◆ What you should do:
Go through the entries and copy every line that has the string "concrete" in it.

Top of Provided entries

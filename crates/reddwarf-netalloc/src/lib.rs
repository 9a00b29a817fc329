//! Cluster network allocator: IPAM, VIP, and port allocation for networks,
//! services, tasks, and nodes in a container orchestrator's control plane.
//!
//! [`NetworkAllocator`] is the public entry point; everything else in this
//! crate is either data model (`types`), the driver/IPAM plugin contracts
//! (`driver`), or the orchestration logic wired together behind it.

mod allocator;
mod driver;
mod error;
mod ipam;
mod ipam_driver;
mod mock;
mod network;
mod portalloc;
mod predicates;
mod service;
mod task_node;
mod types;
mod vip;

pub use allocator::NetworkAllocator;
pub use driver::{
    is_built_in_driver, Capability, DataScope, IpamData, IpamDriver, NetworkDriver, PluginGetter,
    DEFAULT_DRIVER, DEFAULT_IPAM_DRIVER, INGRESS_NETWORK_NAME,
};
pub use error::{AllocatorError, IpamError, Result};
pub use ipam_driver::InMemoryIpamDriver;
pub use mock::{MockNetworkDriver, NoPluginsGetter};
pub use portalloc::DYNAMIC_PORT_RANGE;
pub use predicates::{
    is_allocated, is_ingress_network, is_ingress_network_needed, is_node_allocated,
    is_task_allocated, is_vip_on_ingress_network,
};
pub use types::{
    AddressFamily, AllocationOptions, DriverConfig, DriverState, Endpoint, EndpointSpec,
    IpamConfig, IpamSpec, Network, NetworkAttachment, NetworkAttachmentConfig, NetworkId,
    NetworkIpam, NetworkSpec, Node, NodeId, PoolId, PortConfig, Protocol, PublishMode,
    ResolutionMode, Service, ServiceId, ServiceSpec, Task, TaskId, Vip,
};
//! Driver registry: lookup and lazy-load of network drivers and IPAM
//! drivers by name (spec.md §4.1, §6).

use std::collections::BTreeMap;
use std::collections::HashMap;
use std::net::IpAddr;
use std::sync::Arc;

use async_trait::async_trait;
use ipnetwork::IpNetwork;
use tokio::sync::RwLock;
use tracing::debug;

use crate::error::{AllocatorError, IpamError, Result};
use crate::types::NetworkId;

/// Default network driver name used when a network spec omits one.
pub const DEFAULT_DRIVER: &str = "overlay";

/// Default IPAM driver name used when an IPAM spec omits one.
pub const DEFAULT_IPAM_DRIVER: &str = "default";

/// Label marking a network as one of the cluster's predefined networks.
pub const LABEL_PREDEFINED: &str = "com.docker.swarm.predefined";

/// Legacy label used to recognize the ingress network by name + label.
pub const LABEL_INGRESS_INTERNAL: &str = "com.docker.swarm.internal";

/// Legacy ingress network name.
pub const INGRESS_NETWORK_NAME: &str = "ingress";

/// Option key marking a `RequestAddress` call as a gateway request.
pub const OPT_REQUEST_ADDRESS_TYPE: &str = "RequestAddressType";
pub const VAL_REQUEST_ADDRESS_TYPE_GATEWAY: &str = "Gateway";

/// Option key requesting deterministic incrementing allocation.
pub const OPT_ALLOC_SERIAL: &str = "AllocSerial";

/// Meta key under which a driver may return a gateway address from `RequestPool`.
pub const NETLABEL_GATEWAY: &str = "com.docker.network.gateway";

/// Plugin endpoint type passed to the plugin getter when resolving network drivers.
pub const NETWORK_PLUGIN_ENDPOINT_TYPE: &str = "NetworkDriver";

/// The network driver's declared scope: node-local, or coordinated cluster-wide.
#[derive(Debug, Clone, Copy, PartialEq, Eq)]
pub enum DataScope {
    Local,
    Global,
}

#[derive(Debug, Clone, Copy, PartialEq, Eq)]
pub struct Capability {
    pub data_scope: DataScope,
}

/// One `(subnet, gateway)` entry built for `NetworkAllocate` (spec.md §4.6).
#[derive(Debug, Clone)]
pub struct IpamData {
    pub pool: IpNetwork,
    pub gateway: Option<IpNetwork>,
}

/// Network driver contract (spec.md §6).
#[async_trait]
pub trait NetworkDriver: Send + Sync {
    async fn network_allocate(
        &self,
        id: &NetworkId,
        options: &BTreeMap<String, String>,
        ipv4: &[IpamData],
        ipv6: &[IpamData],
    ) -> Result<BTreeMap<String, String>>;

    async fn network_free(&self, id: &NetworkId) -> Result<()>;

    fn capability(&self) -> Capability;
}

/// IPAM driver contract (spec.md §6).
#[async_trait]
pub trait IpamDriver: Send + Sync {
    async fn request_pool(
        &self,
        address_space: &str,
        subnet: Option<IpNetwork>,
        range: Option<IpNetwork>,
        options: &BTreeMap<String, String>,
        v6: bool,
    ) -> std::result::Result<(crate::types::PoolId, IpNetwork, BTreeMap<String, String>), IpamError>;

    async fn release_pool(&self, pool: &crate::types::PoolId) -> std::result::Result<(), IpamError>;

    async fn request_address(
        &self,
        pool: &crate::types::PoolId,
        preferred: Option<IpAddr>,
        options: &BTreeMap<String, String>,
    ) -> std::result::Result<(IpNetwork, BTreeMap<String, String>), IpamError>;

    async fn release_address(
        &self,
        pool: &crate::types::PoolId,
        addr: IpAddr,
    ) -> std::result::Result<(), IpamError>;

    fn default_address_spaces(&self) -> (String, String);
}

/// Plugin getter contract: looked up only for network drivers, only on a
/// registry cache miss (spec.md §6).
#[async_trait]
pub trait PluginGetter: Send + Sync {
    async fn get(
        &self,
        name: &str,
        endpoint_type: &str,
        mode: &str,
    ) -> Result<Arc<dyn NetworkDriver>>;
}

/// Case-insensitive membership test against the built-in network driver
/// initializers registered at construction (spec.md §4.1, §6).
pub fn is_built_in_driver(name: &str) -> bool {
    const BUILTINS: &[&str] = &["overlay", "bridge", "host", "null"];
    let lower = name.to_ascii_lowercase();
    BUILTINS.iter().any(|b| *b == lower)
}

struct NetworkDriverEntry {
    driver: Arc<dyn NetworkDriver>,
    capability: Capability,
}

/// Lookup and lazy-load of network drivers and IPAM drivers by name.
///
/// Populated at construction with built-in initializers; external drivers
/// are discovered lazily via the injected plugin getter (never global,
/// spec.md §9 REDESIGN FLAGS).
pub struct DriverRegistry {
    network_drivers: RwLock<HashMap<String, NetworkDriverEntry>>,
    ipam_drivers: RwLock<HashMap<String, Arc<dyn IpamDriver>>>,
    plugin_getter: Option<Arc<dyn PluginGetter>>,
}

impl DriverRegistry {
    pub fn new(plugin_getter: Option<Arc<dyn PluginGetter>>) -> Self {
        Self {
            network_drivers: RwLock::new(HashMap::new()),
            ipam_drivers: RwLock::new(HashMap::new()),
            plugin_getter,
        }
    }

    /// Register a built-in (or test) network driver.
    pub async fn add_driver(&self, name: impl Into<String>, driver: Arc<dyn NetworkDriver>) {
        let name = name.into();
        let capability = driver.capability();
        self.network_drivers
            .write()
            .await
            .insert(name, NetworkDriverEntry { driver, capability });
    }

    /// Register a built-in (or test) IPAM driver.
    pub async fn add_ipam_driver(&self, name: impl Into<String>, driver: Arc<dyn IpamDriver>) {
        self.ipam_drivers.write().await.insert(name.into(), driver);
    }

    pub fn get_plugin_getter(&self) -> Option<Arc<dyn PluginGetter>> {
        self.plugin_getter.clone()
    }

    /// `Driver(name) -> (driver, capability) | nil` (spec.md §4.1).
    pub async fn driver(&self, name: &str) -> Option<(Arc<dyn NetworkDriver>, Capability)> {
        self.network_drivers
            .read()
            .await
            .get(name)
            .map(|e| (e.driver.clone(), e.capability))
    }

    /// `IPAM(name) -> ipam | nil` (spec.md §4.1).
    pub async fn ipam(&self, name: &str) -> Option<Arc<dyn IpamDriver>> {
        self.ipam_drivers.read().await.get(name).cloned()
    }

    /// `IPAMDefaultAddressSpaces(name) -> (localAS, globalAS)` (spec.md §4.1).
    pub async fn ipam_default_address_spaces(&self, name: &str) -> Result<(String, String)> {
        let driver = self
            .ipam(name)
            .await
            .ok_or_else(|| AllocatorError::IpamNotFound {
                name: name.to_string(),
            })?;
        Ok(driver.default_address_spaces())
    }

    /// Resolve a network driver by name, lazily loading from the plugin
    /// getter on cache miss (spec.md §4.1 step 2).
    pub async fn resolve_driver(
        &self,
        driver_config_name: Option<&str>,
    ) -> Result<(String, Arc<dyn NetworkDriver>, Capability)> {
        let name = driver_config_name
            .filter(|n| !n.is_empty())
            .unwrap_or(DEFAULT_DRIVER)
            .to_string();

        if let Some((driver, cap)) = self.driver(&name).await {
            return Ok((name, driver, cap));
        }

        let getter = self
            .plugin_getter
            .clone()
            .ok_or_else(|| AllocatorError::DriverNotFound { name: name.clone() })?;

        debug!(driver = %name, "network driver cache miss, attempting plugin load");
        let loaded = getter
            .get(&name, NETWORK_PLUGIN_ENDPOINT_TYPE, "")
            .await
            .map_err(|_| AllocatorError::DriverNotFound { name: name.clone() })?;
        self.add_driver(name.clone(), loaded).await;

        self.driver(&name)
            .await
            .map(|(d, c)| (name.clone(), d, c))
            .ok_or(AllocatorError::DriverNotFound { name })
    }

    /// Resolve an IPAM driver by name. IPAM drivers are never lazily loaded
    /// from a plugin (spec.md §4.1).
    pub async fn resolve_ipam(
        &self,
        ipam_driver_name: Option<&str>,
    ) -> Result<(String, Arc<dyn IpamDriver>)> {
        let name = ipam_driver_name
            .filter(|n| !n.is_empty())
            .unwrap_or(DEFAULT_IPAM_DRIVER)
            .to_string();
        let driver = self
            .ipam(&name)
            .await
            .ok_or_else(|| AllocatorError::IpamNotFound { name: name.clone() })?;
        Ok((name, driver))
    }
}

Bottom of Provided entries
Top of Provided entries

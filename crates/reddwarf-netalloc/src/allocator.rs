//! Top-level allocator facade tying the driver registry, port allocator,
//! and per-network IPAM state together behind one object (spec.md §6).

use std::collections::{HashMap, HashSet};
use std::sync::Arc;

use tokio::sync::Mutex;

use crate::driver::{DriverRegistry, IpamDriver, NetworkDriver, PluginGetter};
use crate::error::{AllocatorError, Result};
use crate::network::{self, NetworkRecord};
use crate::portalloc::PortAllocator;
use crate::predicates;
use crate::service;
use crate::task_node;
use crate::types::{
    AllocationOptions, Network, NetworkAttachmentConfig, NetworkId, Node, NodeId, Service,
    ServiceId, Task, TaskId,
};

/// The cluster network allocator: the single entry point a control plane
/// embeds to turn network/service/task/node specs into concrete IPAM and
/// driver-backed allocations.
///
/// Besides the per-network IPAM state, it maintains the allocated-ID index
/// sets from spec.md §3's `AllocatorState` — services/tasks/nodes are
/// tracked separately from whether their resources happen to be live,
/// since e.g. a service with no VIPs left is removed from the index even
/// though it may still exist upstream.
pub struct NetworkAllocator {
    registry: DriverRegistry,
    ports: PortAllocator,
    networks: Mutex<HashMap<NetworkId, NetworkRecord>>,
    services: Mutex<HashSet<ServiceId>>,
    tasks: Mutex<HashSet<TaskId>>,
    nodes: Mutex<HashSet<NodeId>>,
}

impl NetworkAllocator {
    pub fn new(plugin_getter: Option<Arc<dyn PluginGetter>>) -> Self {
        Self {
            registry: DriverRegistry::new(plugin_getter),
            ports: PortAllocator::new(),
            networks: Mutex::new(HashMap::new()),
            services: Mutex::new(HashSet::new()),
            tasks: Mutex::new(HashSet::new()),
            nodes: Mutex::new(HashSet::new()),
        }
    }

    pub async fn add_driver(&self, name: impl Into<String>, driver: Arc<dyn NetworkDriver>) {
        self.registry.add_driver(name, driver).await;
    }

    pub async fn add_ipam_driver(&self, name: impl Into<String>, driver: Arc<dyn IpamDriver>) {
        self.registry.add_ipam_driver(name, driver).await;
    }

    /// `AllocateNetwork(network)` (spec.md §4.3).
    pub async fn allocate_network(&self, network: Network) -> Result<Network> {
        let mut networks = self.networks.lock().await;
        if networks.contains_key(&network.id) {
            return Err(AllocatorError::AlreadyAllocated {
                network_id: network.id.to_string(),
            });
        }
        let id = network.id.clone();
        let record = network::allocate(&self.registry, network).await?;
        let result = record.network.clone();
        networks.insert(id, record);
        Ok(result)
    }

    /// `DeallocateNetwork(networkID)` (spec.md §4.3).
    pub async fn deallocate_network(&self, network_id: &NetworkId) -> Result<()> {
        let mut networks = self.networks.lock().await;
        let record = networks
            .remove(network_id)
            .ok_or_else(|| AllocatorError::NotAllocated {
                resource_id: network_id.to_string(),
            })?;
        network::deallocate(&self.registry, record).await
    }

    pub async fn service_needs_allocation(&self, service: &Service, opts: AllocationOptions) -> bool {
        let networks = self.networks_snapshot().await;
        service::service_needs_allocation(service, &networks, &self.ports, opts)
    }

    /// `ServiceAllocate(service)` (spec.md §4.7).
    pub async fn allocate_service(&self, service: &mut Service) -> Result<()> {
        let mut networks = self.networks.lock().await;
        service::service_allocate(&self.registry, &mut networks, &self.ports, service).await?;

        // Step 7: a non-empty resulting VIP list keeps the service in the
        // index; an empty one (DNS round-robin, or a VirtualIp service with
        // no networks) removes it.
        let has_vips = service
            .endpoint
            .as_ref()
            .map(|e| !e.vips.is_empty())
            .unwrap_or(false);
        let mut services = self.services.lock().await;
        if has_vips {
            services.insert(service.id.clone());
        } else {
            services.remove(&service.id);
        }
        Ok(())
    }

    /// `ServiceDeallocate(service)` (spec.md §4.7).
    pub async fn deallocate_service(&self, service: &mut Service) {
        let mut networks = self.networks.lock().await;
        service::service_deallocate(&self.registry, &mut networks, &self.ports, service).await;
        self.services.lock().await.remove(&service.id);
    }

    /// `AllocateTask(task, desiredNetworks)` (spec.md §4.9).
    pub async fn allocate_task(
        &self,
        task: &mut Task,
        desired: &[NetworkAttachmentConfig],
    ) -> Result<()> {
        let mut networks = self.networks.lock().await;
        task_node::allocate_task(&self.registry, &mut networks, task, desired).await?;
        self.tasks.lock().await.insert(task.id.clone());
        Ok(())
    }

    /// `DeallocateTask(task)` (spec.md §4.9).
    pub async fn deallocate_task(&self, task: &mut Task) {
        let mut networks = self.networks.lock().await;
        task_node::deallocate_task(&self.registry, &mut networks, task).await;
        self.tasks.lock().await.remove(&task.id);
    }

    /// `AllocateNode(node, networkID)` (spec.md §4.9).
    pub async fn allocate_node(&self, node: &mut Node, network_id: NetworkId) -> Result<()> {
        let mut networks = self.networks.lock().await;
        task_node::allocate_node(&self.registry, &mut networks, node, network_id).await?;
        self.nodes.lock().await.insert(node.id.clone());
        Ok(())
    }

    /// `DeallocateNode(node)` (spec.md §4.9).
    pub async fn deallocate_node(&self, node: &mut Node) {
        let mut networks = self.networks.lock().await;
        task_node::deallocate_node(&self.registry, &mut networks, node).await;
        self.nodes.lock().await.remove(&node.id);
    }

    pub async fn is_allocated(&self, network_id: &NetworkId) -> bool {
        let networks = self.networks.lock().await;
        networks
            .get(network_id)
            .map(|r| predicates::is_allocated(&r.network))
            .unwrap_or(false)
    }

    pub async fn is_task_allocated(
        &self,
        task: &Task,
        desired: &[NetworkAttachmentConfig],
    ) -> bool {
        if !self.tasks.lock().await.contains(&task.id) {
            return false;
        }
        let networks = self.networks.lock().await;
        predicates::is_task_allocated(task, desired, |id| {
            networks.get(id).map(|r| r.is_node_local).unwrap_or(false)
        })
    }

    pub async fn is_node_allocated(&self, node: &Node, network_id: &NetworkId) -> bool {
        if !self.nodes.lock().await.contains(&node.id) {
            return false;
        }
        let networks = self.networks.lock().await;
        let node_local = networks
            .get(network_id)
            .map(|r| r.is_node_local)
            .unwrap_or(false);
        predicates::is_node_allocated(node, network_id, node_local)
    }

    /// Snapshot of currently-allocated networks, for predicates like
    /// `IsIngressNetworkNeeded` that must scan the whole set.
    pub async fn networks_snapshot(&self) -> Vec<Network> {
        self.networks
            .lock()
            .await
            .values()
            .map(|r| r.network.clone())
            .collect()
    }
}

Bottom of Provided entries
Top of Provided entries

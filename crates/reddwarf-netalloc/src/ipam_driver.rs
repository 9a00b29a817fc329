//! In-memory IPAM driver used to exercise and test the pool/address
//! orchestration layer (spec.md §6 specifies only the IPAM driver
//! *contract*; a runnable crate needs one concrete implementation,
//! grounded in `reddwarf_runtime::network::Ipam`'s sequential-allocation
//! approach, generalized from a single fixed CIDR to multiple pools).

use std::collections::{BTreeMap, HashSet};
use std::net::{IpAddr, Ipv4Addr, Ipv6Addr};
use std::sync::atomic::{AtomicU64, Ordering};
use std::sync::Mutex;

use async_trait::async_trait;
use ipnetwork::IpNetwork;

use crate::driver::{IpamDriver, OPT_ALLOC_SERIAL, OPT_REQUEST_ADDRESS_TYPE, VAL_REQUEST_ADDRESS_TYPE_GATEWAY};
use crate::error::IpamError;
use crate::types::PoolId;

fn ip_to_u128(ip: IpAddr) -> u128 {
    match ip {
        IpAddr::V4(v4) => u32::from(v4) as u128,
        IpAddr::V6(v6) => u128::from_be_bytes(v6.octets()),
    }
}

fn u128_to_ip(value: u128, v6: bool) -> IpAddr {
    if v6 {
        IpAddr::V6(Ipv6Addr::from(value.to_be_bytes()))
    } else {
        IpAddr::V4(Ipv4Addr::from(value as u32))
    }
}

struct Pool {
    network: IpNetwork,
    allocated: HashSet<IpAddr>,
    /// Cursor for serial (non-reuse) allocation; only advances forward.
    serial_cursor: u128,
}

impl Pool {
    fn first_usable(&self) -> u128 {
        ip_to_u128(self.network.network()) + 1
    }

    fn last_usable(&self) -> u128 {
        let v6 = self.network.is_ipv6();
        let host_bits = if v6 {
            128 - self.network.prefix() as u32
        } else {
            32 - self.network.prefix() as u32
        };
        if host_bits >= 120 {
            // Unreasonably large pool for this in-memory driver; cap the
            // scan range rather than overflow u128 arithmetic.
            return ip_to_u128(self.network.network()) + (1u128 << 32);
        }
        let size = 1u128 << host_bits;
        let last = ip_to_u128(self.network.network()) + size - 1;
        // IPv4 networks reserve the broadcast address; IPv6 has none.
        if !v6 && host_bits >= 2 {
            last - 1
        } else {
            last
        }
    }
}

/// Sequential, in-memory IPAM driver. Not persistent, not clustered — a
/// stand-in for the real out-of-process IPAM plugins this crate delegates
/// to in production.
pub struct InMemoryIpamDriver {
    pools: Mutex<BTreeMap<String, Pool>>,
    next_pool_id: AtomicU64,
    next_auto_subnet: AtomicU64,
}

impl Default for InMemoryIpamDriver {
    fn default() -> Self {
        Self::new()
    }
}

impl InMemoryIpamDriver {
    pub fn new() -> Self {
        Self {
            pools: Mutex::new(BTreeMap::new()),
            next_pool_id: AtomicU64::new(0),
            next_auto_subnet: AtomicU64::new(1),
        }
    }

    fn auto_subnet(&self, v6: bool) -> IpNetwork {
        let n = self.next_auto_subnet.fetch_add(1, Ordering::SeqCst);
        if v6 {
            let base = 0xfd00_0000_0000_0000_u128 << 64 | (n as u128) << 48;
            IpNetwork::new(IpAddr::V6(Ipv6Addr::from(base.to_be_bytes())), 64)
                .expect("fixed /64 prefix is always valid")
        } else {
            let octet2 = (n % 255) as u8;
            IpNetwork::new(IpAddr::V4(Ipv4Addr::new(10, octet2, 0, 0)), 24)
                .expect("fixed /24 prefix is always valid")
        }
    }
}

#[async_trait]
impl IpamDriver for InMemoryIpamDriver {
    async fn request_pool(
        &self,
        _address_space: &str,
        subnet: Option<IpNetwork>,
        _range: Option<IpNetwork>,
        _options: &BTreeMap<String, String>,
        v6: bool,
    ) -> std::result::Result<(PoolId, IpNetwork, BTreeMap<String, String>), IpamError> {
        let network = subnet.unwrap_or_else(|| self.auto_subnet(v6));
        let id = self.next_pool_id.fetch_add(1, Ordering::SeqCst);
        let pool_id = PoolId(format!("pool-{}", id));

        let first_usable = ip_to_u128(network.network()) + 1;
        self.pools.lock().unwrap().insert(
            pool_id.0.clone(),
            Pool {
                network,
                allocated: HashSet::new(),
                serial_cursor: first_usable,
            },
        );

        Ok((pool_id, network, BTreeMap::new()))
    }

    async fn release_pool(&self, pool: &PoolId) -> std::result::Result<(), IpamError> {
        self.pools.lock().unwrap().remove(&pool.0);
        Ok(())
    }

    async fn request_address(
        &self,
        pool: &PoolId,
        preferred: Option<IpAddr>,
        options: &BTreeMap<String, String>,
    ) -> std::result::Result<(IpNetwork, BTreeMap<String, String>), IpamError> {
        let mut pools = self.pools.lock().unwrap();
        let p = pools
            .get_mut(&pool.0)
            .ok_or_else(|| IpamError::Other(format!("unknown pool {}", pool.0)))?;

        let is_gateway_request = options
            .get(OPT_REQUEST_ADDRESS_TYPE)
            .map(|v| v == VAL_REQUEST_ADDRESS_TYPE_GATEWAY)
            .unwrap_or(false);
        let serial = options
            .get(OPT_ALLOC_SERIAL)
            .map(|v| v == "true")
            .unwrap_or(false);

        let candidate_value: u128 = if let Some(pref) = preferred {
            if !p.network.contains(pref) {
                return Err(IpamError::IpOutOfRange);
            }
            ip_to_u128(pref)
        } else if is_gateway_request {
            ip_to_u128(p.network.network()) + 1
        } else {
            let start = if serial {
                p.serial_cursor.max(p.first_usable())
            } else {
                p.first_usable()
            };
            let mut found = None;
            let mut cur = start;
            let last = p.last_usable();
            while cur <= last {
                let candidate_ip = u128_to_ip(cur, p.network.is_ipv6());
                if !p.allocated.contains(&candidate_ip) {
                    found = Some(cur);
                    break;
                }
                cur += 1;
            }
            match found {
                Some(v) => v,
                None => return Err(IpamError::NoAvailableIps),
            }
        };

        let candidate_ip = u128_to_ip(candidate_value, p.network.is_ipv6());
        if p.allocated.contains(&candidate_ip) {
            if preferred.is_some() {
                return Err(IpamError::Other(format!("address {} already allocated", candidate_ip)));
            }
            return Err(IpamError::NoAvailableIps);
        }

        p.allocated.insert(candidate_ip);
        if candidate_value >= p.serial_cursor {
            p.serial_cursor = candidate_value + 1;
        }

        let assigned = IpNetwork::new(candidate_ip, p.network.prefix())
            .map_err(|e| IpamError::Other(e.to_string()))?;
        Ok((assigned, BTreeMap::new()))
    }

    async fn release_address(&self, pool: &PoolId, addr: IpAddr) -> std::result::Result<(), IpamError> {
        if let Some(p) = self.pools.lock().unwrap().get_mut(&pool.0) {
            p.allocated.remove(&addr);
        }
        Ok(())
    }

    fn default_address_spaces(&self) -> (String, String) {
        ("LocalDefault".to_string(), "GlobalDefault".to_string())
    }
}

Bottom of Provided entries

◆ Final answer:
/// embeds to turn network/service/task/node specs into concrete IPAM and
//! *contract*; a runnable crate needs one concrete implementation,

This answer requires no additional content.